> **TO DO**: In the records below, begin at the line that has "range or inconsistent" and stop after the line that has "that want to"; quote those lines verbatim and nothing more.

GIVEN ENTRIES START

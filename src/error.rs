//! Error types returned by every state-changing carver operation.

/// The result type used throughout this crate.
pub type Result<T> = std::result::Result<T, LqrError>;

/// Everything that can go wrong inside the carver.
///
/// Mirrors the OK/ERROR/NOMEM/USRCANCEL return taxonomy of the
/// underlying library: `Ok` stands for OK, `InvalidArgument` and
/// `InvalidState` stand for ERROR, `OutOfMemory` for NOMEM, and
/// `UserCancelled` for USRCANCEL.
#[derive(Debug, thiserror::Error)]
pub enum LqrError {
    /// A caller-supplied argument is out of range or inconsistent
    /// with the carver's current configuration.
    #[error("invalid argument: {0}")]
    InvalidArgument(String),

    /// The carver is not in a state that allows this operation (for
    /// example, attaching to a carver that is mid-resize).
    #[error("invalid carver state for this operation: {0}")]
    InvalidState(String),

    /// A large allocation failed.
    #[error("out of memory")]
    OutOfMemory,

    /// The running operation observed a cancellation request.
    #[error("operation cancelled by user")]
    UserCancelled,

    /// An invariant that should never be violated by correct callers
    /// was violated anyway.
    #[error("internal invariant violated: {0}")]
    Generic(String),
}

impl LqrError {
    /// True for [`LqrError::UserCancelled`]; callers that want to
    /// distinguish a cooperative cancellation from a real failure
    /// can match on this instead of the enum variant directly.
    pub fn is_cancellation(&self) -> bool {
        matches!(self, LqrError::UserCancelled)
    }
}

pub(crate) fn try_reserve_exact<T>(v: &mut Vec<T>, additional: usize) -> Result<()> {
    v.try_reserve_exact(additional).map_err(|_| LqrError::OutOfMemory)
}

/// Allocate a `Vec<T>` of `len` copies of `value`, reporting allocation
/// failure as [`LqrError::OutOfMemory`] instead of aborting the process.
/// Used for the large per-pixel buffers (`rgb`, `vs`, `en`, `m`, `least`)
/// that a caller might reasonably want to recover from failing to grow.
pub(crate) fn try_vec_filled<T: Clone>(value: T, len: usize) -> Result<Vec<T>> {
    let mut v = Vec::new();
    try_reserve_exact(&mut v, len)?;
    v.resize(len, value);
    Ok(v)
}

GIVEN ENTRIES END

> **WRITTEN ANSWER**:
    /// A caller-supplied argument is out of range or inconsistent
    /// with the carver's current configuration.
    #[error("invalid argument: {0}")]
    InvalidArgument(String),

    /// The carver is not in a state that allows this operation (for
    /// example, attaching to a carver that is mid-resize).
    #[error("invalid carver state for this operation: {0}")]
    InvalidState(String),

    /// A large allocation failed.
    #[error("out of memory")]
    OutOfMemory,

    /// The running operation observed a cancellation request.
    #[error("operation cancelled by user")]
    UserCancelled,

    /// An invariant that should never be violated by correct callers
    /// was violated anyway.
    #[error("internal invariant violated: {0}")]
    Generic(String),
}

impl LqrError {
    /// True for [`LqrError::UserCancelled`]; callers that want to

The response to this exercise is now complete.